О том, как война пришла в Москву, рассказала нашей газете ветеран органов внутренних дел, десятилетия отдавшая службе ПДН, Елена Алексеевна Вьюнова, не покидавшая столицу в те грозные дни.

 

—Никогда не забыть мне первого дня после объявления войны. Смятение, непонимание, волнение — и чёрная неизвестность впереди. Учились мы тогда с сестрой в 556-й школе на Пятницкой, 46. Занятий в тот день не было: вся школа собралась у входа, на ступеньках, и приглушённо обсуждала пришедшую к нам беду и что нам всем теперь делать.

Занятия в школах вскоре были прекращены. Учёба возобновилась только в феврале 1942 года, но уже в консультационных пунктах, которые объединяли учеников нескольких школ. Мы были прикреплены к пункту на улице Щипок, возле Павелецкого вокзала, где и заканчивали среднее образование. Условия были суровые: было так холодно, что в чернильницах-непроливайках замерзали чернила. Но зато у нас были прекрасные учителя, которых я до сих пор помню: Александр Михайлович Малин, преподававший у нас русский язык, и Владимир Владимирович Круглов, учивший математике, дававшейся мне с большим трудом.

После получения документов об окончании средней школы мы с сестрой вместе поступили на филологический факультет МГУ. Но продолжить учёбу мне не удалось. Надо было на что-то жить, и я пошла работать, а сестра, младше меня на полтора года, осталась учиться.

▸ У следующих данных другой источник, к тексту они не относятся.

use std::{
    fs,
    path::{Path, PathBuf},
};

use plotters::coord::Shift;
use plotters::prelude::*;
use plotters::style::text_anchor::{HPos, Pos, VPos};
use tracing::info;

use crate::{
    handlers::charts::{build_heatmap, build_histograms, build_scatter},
    models::{
        chart::{CircuitScatter, Heatmap, Histogram, HistogramPair},
        error::Error,
        race_result::RaceResult,
    },
    utils::config::Config,
};

pub const HISTOGRAMS_FILE: &str = "histograms.png";
pub const OVERVIEW_FILE: &str = "overview.png";

const HISTOGRAMS_SIZE: (u32, u32) = (1500, 500);
const OVERVIEW_SIZE: (u32, u32) = (1400, 600);
const COLORBAR_WIDTH: i32 = 90;

const STEEL_BLUE: RGBColor = RGBColor(31, 119, 180);
const ORANGE: RGBColor = RGBColor(255, 165, 0);
const GREY: RGBColor = RGBColor(128, 128, 128);

/// Piecewise-linear colour ramp through evenly spaced stops.
struct Gradient(&'static [(u8, u8, u8)]);

impl Gradient {
    fn at(&self, t: f64) -> RGBColor {
        let stops = self.0;
        let t = if t.is_finite() { t.clamp(0.0, 1.0) } else { 0.0 };
        let scaled = t * (stops.len() - 1) as f64;
        let idx = (scaled.floor() as usize).min(stops.len() - 2);
        let frac = scaled - idx as f64;
        let (a, b) = (stops[idx], stops[idx + 1]);
        let lerp = |x: u8, y: u8| (x as f64 + (y as f64 - x as f64) * frac).round() as u8;
        RGBColor(lerp(a.0, b.0), lerp(a.1, b.1), lerp(a.2, b.2))
    }

    fn normalized(&self, value: f64, lo: f64, hi: f64) -> RGBColor {
        if hi > lo {
            self.at((value - lo) / (hi - lo))
        } else {
            self.at(0.5)
        }
    }
}

const YL_OR_RD: Gradient = Gradient(&[
    (255, 255, 204),
    (255, 237, 160),
    (254, 217, 118),
    (254, 178, 76),
    (253, 141, 60),
    (252, 78, 42),
    (227, 26, 28),
    (189, 0, 38),
    (128, 0, 38),
]);

const VIRIDIS: Gradient = Gradient(&[
    (68, 1, 84),
    (72, 40, 120),
    (62, 74, 137),
    (49, 104, 142),
    (38, 130, 142),
    (31, 158, 137),
    (53, 183, 121),
    (109, 205, 89),
    (180, 222, 44),
    (253, 231, 37),
]);

#[derive(Debug, Clone)]
pub struct RenderedFigures {
    pub histograms: PathBuf,
    pub overview: PathBuf,
}

/// Builds both chart views from the row set and writes them as PNG figures
/// into the configured output directory.
pub fn render_all(rows: &[RaceResult], config: &Config) -> Result<RenderedFigures, Error> {
    fs::create_dir_all(&config.output_dir)?;

    let histograms = config.output_dir.join(HISTOGRAMS_FILE);
    render_histograms(&build_histograms(rows), &histograms)?;
    info!(path = %histograms.display(), "Histogram figure written");

    let overview = config.output_dir.join(OVERVIEW_FILE);
    render_overview(&build_heatmap(rows), &build_scatter(rows), &overview)?;
    info!(path = %overview.display(), "Overview figure written");

    Ok(RenderedFigures {
        histograms,
        overview,
    })
}

pub fn render_histograms(histograms: &HistogramPair, path: &Path) -> Result<(), Error> {
    let root = BitMapBackend::new(path, HISTOGRAMS_SIZE).into_drawing_area();
    root.fill(&WHITE)?;

    let panels = root.split_evenly((1, 2));
    draw_histogram(
        &panels[0],
        &histograms.position,
        "Distribution of finishing positions",
        "Finishing position",
        STEEL_BLUE,
    )?;
    draw_histogram(
        &panels[1],
        &histograms.points,
        "Distribution of points scored",
        "Points",
        ORANGE,
    )?;

    root.present()?;
    Ok(())
}

pub fn render_overview(
    heatmap: &Heatmap,
    scatter: &CircuitScatter,
    path: &Path,
) -> Result<(), Error> {
    let root = BitMapBackend::new(path, OVERVIEW_SIZE).into_drawing_area();
    root.fill(&WHITE)?;

    let (left, right) = root.split_horizontally(OVERVIEW_SIZE.0 / 2);
    draw_heatmap(&left, heatmap)?;
    draw_scatter(&right, scatter)?;

    root.present()?;
    Ok(())
}

fn draw_histogram<DB: DrawingBackend>(
    area: &DrawingArea<DB, Shift>,
    histogram: &Histogram,
    title: &str,
    x_desc: &str,
    color: RGBColor,
) -> Result<(), Error> {
    let (x0, x1) = histogram.range();
    let y_max = histogram.counts.iter().copied().max().unwrap_or(0).max(1) as f64 * 1.05;

    let mut chart = ChartBuilder::on(area)
        .caption(title, ("sans-serif", 22))
        .margin(15)
        .x_label_area_size(40)
        .y_label_area_size(60)
        .build_cartesian_2d(x0..x1, 0f64..y_max)?;

    chart
        .configure_mesh()
        .x_desc(x_desc)
        .y_desc("Frequency")
        .y_label_formatter(&|v| format!("{:.0}", v))
        .bold_line_style(&BLACK.mix(0.15))
        .light_line_style(&BLACK.mix(0.05))
        .draw()?;

    chart.draw_series(histogram.bins().map(|(lo, hi, count)| {
        Rectangle::new([(lo, 0.0), (hi, count as f64)], color.mix(0.7).filled())
    }))?;
    chart.draw_series(
        histogram
            .bins()
            .filter(|(_, _, count)| *count > 0)
            .map(|(lo, hi, count)| {
                Rectangle::new([(lo, 0.0), (hi, count as f64)], BLACK.stroke_width(1))
            }),
    )?;

    Ok(())
}

fn draw_heatmap<DB: DrawingBackend>(
    area: &DrawingArea<DB, Shift>,
    heatmap: &Heatmap,
) -> Result<(), Error> {
    let cols = heatmap.years.len().max(1);
    let rows = heatmap.positions.len().max(1);
    let (lo, hi) = heatmap.value_range().unwrap_or((0.0, 1.0));

    let mut chart = ChartBuilder::on(area)
        .caption("Mean points by year and position", ("sans-serif", 22))
        .margin(20)
        .x_label_area_size(40)
        .y_label_area_size(60)
        .build_cartesian_2d(0f64..cols as f64, 0f64..rows as f64)?;

    // Row 0 of the pivot (position 1) is drawn at the top.
    let year_label = |v: &f64| {
        cell_index(*v)
            .and_then(|idx| heatmap.years.get(idx))
            .map(|y| y.to_string())
            .unwrap_or_default()
    };
    let position_label = |v: &f64| {
        cell_index(*v)
            .and_then(|idx| (rows - 1).checked_sub(idx))
            .and_then(|idx| heatmap.positions.get(idx))
            .map(|p| p.to_string())
            .unwrap_or_default()
    };

    chart
        .configure_mesh()
        .disable_mesh()
        .x_labels(2 * cols + 1)
        .y_labels(2 * rows + 1)
        .x_label_formatter(&year_label)
        .y_label_formatter(&position_label)
        .x_desc("Year")
        .y_desc("Finishing position")
        .draw()?;

    let cells = heatmap.cells.iter().enumerate().flat_map(|(r, row)| {
        row.iter()
            .enumerate()
            .filter(|(_, v)| !v.is_nan())
            .map(move |(c, v)| (c as f64, (rows - 1 - r) as f64, *v))
    });

    for (x, y, value) in cells {
        let fill = YL_OR_RD.normalized(value, lo, hi);
        chart.draw_series(std::iter::once(Rectangle::new(
            [(x, y), (x + 1.0, y + 1.0)],
            fill.filled(),
        )))?;
        chart.draw_series(std::iter::once(Rectangle::new(
            [(x, y), (x + 1.0, y + 1.0)],
            WHITE.stroke_width(1),
        )))?;

        let dark = hi > lo && (value - lo) / (hi - lo) > 0.6;
        let text_color = if dark { WHITE } else { BLACK };
        chart.draw_series(std::iter::once(Text::new(
            format!("{:.1}", value),
            (x + 0.5, y + 0.5),
            ("sans-serif", 13)
                .into_font()
                .color(&text_color)
                .pos(Pos::new(HPos::Center, VPos::Center)),
        )))?;
    }

    Ok(())
}

fn draw_scatter<DB: DrawingBackend>(
    area: &DrawingArea<DB, Shift>,
    scatter: &CircuitScatter,
) -> Result<(), Error> {
    let width = area.dim_in_pixel().0 as i32;
    let (plot_area, bar_area) = area.split_horizontally(width - COLORBAR_WIDTH);

    let (lng_range, lat_range) = coordinate_ranges(scatter);
    let (year_lo, year_hi) = scatter
        .year_range()
        .map(|(lo, hi)| (lo as f64, hi as f64))
        .unwrap_or((0.0, 1.0));

    let mut chart = ChartBuilder::on(&plot_area)
        .caption("Circuit locations by year and points", ("sans-serif", 22))
        .margin(20)
        .x_label_area_size(40)
        .y_label_area_size(60)
        .build_cartesian_2d(lng_range, lat_range)?;

    chart
        .configure_mesh()
        .x_desc("Longitude")
        .y_desc("Latitude")
        .bold_line_style(&BLACK.mix(0.15))
        .light_line_style(&BLACK.mix(0.05))
        .draw()?;

    chart.draw_series(
        scatter
            .points
            .iter()
            .filter(|p| p.size > 0.0)
            .map(|p| {
                let color = VIRIDIS.normalized(p.year as f64, year_lo, year_hi);
                Circle::new((p.lng, p.lat), marker_radius(p.size), color.mix(0.6).filled())
            }),
    )?;

    chart
        .draw_series(std::iter::empty::<Circle<(f64, f64), i32>>())?
        .label("Points")
        .legend(|(x, y)| EmptyElement::at((x, y)));
    for entry in &scatter.legend {
        let radius = marker_radius(entry.size);
        chart
            .draw_series(std::iter::empty::<Circle<(f64, f64), i32>>())?
            .label(entry.label.as_str())
            .legend(move |(x, y)| Circle::new((x + 8, y), radius, GREY.mix(0.6).filled()));
    }

    chart
        .configure_series_labels()
        .position(SeriesLabelPosition::UpperRight)
        .background_style(&WHITE.mix(0.8))
        .border_style(&BLACK.mix(0.3))
        .label_font(("sans-serif", 14))
        .draw()?;

    draw_colorbar(&bar_area, year_lo, year_hi)
}

fn draw_colorbar<DB: DrawingBackend>(
    area: &DrawingArea<DB, Shift>,
    lo: f64,
    hi: f64,
) -> Result<(), Error> {
    let (y0, y1) = if hi > lo { (lo, hi) } else { (lo - 0.5, hi + 0.5) };

    let mut chart = ChartBuilder::on(area)
        .margin_top(60)
        .margin_bottom(60)
        .margin_right(10)
        .y_label_area_size(55)
        .build_cartesian_2d(0f64..1f64, y0..y1)?;

    chart
        .configure_mesh()
        .disable_mesh()
        .disable_x_axis()
        .y_desc("Race year")
        .y_label_formatter(&|v| format!("{:.0}", v))
        .draw()?;

    const STEPS: usize = 100;
    let step = (y1 - y0) / STEPS as f64;
    chart.draw_series((0..STEPS).map(|i| {
        let from = y0 + step * i as f64;
        Rectangle::new(
            [(0.0, from), (1.0, from + step)],
            VIRIDIS.normalized(from + step / 2.0, y0, y1).filled(),
        )
    }))?;

    Ok(())
}

/// Index of the heatmap cell whose centre sits on tick `v`; ticks on cell
/// borders get no label.
fn cell_index(v: f64) -> Option<usize> {
    let shifted = v - 0.5;
    let idx = shifted.round();
    (idx >= 0.0 && (shifted - idx).abs() < 1e-6).then_some(idx as usize)
}

/// Marker sizes are areas, so the drawn radius grows with the square root.
fn marker_radius(size: f64) -> i32 {
    (size.max(0.0).sqrt() * 0.7).round().max(1.0) as i32
}

fn coordinate_ranges(
    scatter: &CircuitScatter,
) -> (std::ops::Range<f64>, std::ops::Range<f64>) {
    let bounds = scatter.points.iter().fold(None, |acc, p| match acc {
        None => Some((p.lng, p.lng, p.lat, p.lat)),
        Some((x0, x1, y0, y1)) => Some((
            f64::min(x0, p.lng),
            f64::max(x1, p.lng),
            f64::min(y0, p.lat),
            f64::max(y1, p.lat),
        )),
    });

    match bounds {
        Some((x0, x1, y0, y1)) => ((x0 - 10.0)..(x1 + 10.0), (y0 - 10.0)..(y1 + 10.0)),
        None => (-180.0..180.0, -90.0..90.0),
    }
}
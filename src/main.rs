use std::error::Error;

use race_results_eda::{
    handlers::{acquisition::load_race_results, render::render_all},
    utils::{config::Config, logging},
};
use tracing::info;

#[tokio::main]
async fn main() -> Result<(), Box<dyn Error>> {
    dotenv::dotenv().ok();
    let config = Config::init();
    logging::init(&config.log_level);
    info!(output_dir = %config.output_dir.display(), "Configuration loaded successfully");

    let rows = load_race_results(&config).await?;
    let figures = render_all(&rows, &config)?;

    info!(
        histograms = %figures.histograms.display(),
        overview = %figures.overview.display(),
        "Figures rendered"
    );
    Ok(())
}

Работала в домоуправлении 50-51 Молотовского района секретарём. Занималась пропиской, выдавала продовольственные карточки — тогда все продукты получали только по ним. Помогали мы с сестрой маме, которая устроилась в артель, открывшуюся в первые дни войны на Никольской — там вязали свитера, варежки, носки для фронта. Мы выполняли норму по вязанию более чем на 200%, а мама получала за свою работу рабочую карточку, по которой хлеба давали 600 граммов — иждивенцы в то время получали хлеба по 400 граммов.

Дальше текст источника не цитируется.